Jury Hears 6 Testify Against S.A. Soldier

Team Infidel

Forum Spin Doctor
San Antonio Express-News
April 30, 2008 By Scott Huddleston
FORT HOOD – A military jury got its first look Tuesday at a photo of the mangled, bullet-riddled body of a young man at the center of the murder trial of a San Antonio soldier.
Testimony indicated the man, whose name is unknown, had links to al-Qaida, but his death last summer in Iraq could cost Sgt. Leonardo Treviño his military career and possibly result in a life jail sentence if Treviño is convicted of premeditated murder.
Military prosecutors rested their case after calling six witnesses who each provided pieces of a puzzle that may link Treviño to war crimes. Defense lawyers pointed to inconsistencies and tried to shake the credibility of the prosecution's star witness.
“You are making every effort you can to help the government in this case, aren't you?” Richard Stevens, lead defense counsel, asked Tristan Miller as he grilled the 20-year-old private.
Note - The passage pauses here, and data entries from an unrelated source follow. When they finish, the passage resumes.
use diesel::prelude::*;

use crate::{
    domain::category::Category as DomainCategory,
    models::category::Category as DbCategory,
    repository::{CategoryReader, DieselRepository, RepositoryResult},
};

impl CategoryReader for DieselRepository {
    fn list_categories(&self) -> RepositoryResult<Vec<DomainCategory>> {
        use crate::schema::categories;

        let mut conn = self.conn()?;
        let db_categories = categories::table
            .order(categories::id.asc())
            .load::<DbCategory>(&mut conn)?;

        Ok(db_categories.into_iter().map(Into::into).collect())
    }
}
use serde::{Deserialize, Serialize};

/// Domain representation of an orderable menu item.
#[derive(Debug, Serialize, Deserialize, Clone)]
pub struct MenuItem {
    /// Unique identifier of the item.
    pub id: i32,
    /// Human-readable name shown on the menu.
    pub name: String,
    /// Optional longer description shown to staff.
    pub description: Option<String>,
    /// Price in the smallest currency unit.
    pub price_cents: i32,
    /// Optional reference to the owning category.
    pub category_id: Option<i32>,
    /// Whether the item can currently be ordered.
    pub is_available: bool,
}

/// Payload required to insert a new menu item.
#[derive(Debug, Clone)]
pub struct NewMenuItem {
    /// Human-readable name shown on the menu.
    pub name: String,
    /// Optional longer description shown to staff.
    pub description: Option<String>,
    /// Price in the smallest currency unit.
    pub price_cents: i32,
    /// Optional reference to the owning category.
    pub category_id: Option<i32>,
    /// Whether the item can be ordered right away.
    pub is_available: bool,
}

impl NewMenuItem {
    /// Build a new item payload, available for ordering by default.
    pub fn new(name: impl Into<String>, price_cents: i32) -> Self {
        Self {
            name: name.into(),
            description: None,
            price_cents,
            category_id: None,
            is_available: true,
        }
    }

    /// Attach a descriptive text to the item payload.
    pub fn with_description(mut self, description: impl Into<String>) -> Self {
        self.description = Some(description.into());
        self
    }

    /// Attach a category reference to the item payload.
    pub fn with_category_id(mut self, category_id: i32) -> Self {
        self.category_id = Some(category_id);
        self
    }

    /// Override the availability flag.
    pub fn with_availability(mut self, is_available: bool) -> Self {
        self.is_available = is_available;
        self
    }
}

/// Query definition used to list menu items.
#[derive(Debug, Clone, Default)]
pub struct MenuItemListQuery {
    /// Whether items flagged unavailable should be included.
    pub include_unavailable: bool,
}

impl MenuItemListQuery {
    /// Construct a query for the available part of the catalog.
    pub fn new() -> Self {
        Self::default()
    }

    /// Include unavailable items in the results.
    pub fn include_unavailable(mut self) -> Self {
        self.include_unavailable = true;
        self
    }
}
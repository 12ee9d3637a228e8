use diesel::prelude::*;

use crate::domain::user::{NewUser as DomainNewUser, User as DomainUser};

#[derive(Debug, Clone, Identifiable, Queryable, Selectable)]
#[diesel(table_name = crate::schema::users)]
pub struct User {
    pub id: i32,
    pub username: String,
    pub password: String,
    pub full_name: String,
}

#[derive(Insertable)]
#[diesel(table_name = crate::schema::users)]
pub struct NewUser<'a> {
    pub username: &'a str,
    pub password: &'a str,
    pub full_name: &'a str,
}

impl From<User> for DomainUser {
    fn from(value: User) -> Self {
        // The password column stays behind in the repository layer.
        Self {
            id: value.id,
            username: value.username,
            full_name: value.full_name,
        }
    }
}

impl<'a> From<&'a DomainNewUser> for NewUser<'a> {
    fn from(value: &'a DomainNewUser) -> Self {
        Self {
            username: value.username.as_str(),
            password: value.password.as_str(),
            full_name: value.full_name.as_str(),
        }
    }
}
use serde::Deserialize;
use thiserror::Error;
use validator::{Validate, ValidationErrors};

/// Result type returned by the sign-in form helpers.
pub type AuthFormResult<T> = Result<T, AuthFormError>;

/// Errors that can occur while processing the sign-in form.
#[derive(Debug, Error)]
pub enum AuthFormError {
    #[error("validation failed: {0}")]
    Validation(#[from] ValidationErrors),
}

/// Sanitized credential pair handed to the authentication service.
#[derive(Debug, Clone)]
pub struct Credentials {
    pub username: String,
    /// Compared verbatim against the stored value; whitespace is meaningful.
    pub password: String,
}

/// Form payload emitted by the sign-in page.
#[derive(Debug, Deserialize, Validate)]
pub struct LoginForm {
    #[validate(length(min = 1, max = 64))]
    pub username: String,
    #[validate(length(min = 1, max = 128))]
    pub password: String,
}

impl LoginForm {
    /// Validates the payload into a credential pair.
    pub fn into_credentials(self) -> AuthFormResult<Credentials> {
        self.validate()?;

        Ok(Credentials {
            username: self.username.trim().to_string(),
            password: self.password,
        })
    }
}

#[cfg(test)]
mod tests {
    use super::*;

    #[test]
    fn username_is_trimmed_but_password_is_kept_verbatim() {
        let form = LoginForm {
            username: "  amira ".to_string(),
            password: " secret ".to_string(),
        };

        let credentials = form.into_credentials().expect("should validate");

        assert_eq!(credentials.username, "amira");
        assert_eq!(credentials.password, " secret ");
    }

    #[test]
    fn empty_username_fails_validation() {
        let form = LoginForm {
            username: String::new(),
            password: "secret".to_string(),
        };

        assert!(matches!(
            form.into_credentials(),
            Err(AuthFormError::Validation(_))
        ));
    }
}
pub mod auth;
pub mod db;
pub mod domain;
pub mod forms;
pub mod models;
pub mod repository;
pub mod routes;
pub mod schema;
pub mod services;

/// Label rendered when a referenced record (category, table, waiter) cannot
/// be resolved.
pub const UNKNOWN_LABEL: &str = "Unknown";
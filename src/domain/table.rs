use serde::{Deserialize, Serialize};

/// Domain representation of a seatable table. Read-only in this service.
#[derive(Debug, Serialize, Deserialize, Clone, PartialEq)]
pub struct DiningTable {
    /// Unique identifier of the table.
    pub id: i32,
    /// Label printed on the floor plan, e.g. `"T1"`.
    pub table_number: String,
}
use thiserror::Error;

use crate::repository::RepositoryError;

pub mod auth;
pub mod menu;
pub mod orders;
pub mod tables;

/// Failures surfaced by the service boundary. Routes translate these into
/// flash messages or degraded views; nothing propagates further as a fault.
#[derive(Debug, Error)]
pub enum ServiceError {
    #[error("invalid username or password")]
    InvalidCredentials,
    #[error("not found")]
    NotFound,
    #[error("{0}")]
    Form(String),
    #[error(transparent)]
    Repository(RepositoryError),
}

impl From<RepositoryError> for ServiceError {
    fn from(value: RepositoryError) -> Self {
        match value {
            RepositoryError::NotFound => Self::NotFound,
            other => Self::Repository(other),
        }
    }
}

pub type ServiceResult<T> = Result<T, ServiceError>;

/// Render an amount of cents as a decimal string for display.
pub(crate) fn format_price(cents: i32) -> String {
    format!("{:.2}", cents as f64 / 100.0)
}
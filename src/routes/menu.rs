use actix_web::{Responder, get, post, web};
use actix_web_flash_messages::{FlashMessage, IncomingFlashMessages};
use tera::Tera;

use crate::auth::SessionUser;
use crate::domain::category::Category;
use crate::forms::menu::{AddMenuItemForm, DeleteMenuItemForm};
use crate::repository::DieselRepository;
use crate::routes::{base_context, redirect, render_template};
use crate::services::{ServiceError, menu as menu_service};

#[get("/menu")]
pub async fn show_menu(
    user: SessionUser,
    repo: web::Data<DieselRepository>,
    flash_messages: IncomingFlashMessages,
    tera: web::Data<Tera>,
) -> impl Responder {
    let mut context = base_context(&flash_messages, &user, "menu");

    match menu_service::load_menu_page(repo.get_ref()) {
        Ok(data) => {
            context.insert("items", &data.items);
            context.insert("categories", &data.categories);
        }
        Err(err) => {
            // Degrade to an empty catalog rather than blocking the view.
            log::error!("Failed to load the menu: {err}");
            context.insert("items", &Vec::<menu_service::MenuItemView>::new());
            context.insert("categories", &Vec::<Category>::new());
            context.insert("load_error", "The menu could not be loaded.");
        }
    }

    render_template(&tera, "menu/index.html", &context)
}

#[post("/menu/add")]
pub async fn add_menu_item(
    _user: SessionUser,
    repo: web::Data<DieselRepository>,
    form: web::Form<AddMenuItemForm>,
) -> impl Responder {
    match menu_service::create_menu_item(repo.get_ref(), form.into_inner()) {
        Ok(item) => {
            FlashMessage::success(format!("“{}” added to the menu.", item.name)).send();
        }
        Err(ServiceError::Form(message)) => {
            FlashMessage::error(message).send();
        }
        Err(err) => {
            log::error!("Failed to add a menu item: {err}");
            FlashMessage::error("Could not add the item.").send();
        }
    }
    redirect("/menu")
}

#[post("/menu/delete")]
pub async fn delete_menu_item(
    _user: SessionUser,
    repo: web::Data<DieselRepository>,
    form: web::Form<DeleteMenuItemForm>,
) -> impl Responder {
    match menu_service::remove_menu_item(repo.get_ref(), form.item_id) {
        Ok(()) => {
            FlashMessage::success("Item removed from the menu.").send();
        }
        Err(err) => {
            log::error!("Failed to delete menu item {}: {err}", form.item_id);
            FlashMessage::error("Could not delete the item.").send();
        }
    }
    redirect("/menu")
}
use crate::auth::SessionUser;
use crate::forms::auth::LoginForm;
use crate::repository::UserReader;
use crate::services::{ServiceError, ServiceResult};

/// Check the submitted credentials against the staff table. The lookup is a
/// plain equality filter; hardening the credential store is out of scope.
pub fn authenticate<R>(repo: &R, form: LoginForm) -> ServiceResult<SessionUser>
where
    R: UserReader + ?Sized,
{
    let credentials = form
        .into_credentials()
        .map_err(|err| ServiceError::Form(err.to_string()))?;

    let user = repo
        .get_user_by_credentials(&credentials.username, &credentials.password)
        .map_err(ServiceError::from)?;

    match user {
        Some(user) => Ok(SessionUser::from(user)),
        None => Err(ServiceError::InvalidCredentials),
    }
}
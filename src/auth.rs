use std::future::{Ready, ready};

use actix_identity::Identity;
use actix_web::dev::Payload;
use actix_web::error::ErrorUnauthorized;
use actix_web::{FromRequest, HttpMessage, HttpRequest};
use serde::{Deserialize, Serialize};

use crate::domain::user::User;

/// The signed-in staff member, carried in the identity cookie for the
/// lifetime of the session. Created at sign-in, destroyed at logout.
#[derive(Clone, Debug, Serialize, Deserialize, PartialEq)]
pub struct SessionUser {
    pub id: i32,
    pub username: String,
    pub full_name: String,
}

impl SessionUser {
    /// Attach this user to the request's session.
    pub fn login(&self, request: &HttpRequest) -> actix_web::Result<()> {
        let payload = serde_json::to_string(self)
            .map_err(actix_web::error::ErrorInternalServerError)?;
        Identity::login(&request.extensions(), payload)?;
        Ok(())
    }
}

impl From<User> for SessionUser {
    fn from(value: User) -> Self {
        Self {
            id: value.id,
            username: value.username,
            full_name: value.full_name,
        }
    }
}

impl FromRequest for SessionUser {
    type Error = actix_web::Error;
    type Future = Ready<Result<Self, Self::Error>>;

    fn from_request(req: &HttpRequest, payload: &mut Payload) -> Self::Future {
        let result = Identity::from_request(req, payload)
            .into_inner()
            .and_then(|identity| {
                let id = identity.id().map_err(ErrorUnauthorized)?;
                serde_json::from_str(&id).map_err(|_| ErrorUnauthorized("session expired"))
            });
        ready(result)
    }
}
Miller has given some of the most incriminating testimony, saying he saw Treviño shoot the insurgent in the torso then fabricate a story that it was self-defense. Government lawyers have accused Treviño of killing the man and ordering another soldier to drop a pistol by the body, instead of giving aid as required under rules of engagement.
Although Miller said he initially kicked a pillow away from the man's arm, thinking he might have a weapon, he said he realized “he was just some messed-up dude who was scared out of his mind.”
The seven-member jury saw a photo of the man taken after he was dragged into the street by Iraqi soldiers. The man, identified only as “a male detainee of apparent Middle Eastern descent,” was wearing pants and a blue-and-white pullover shirt.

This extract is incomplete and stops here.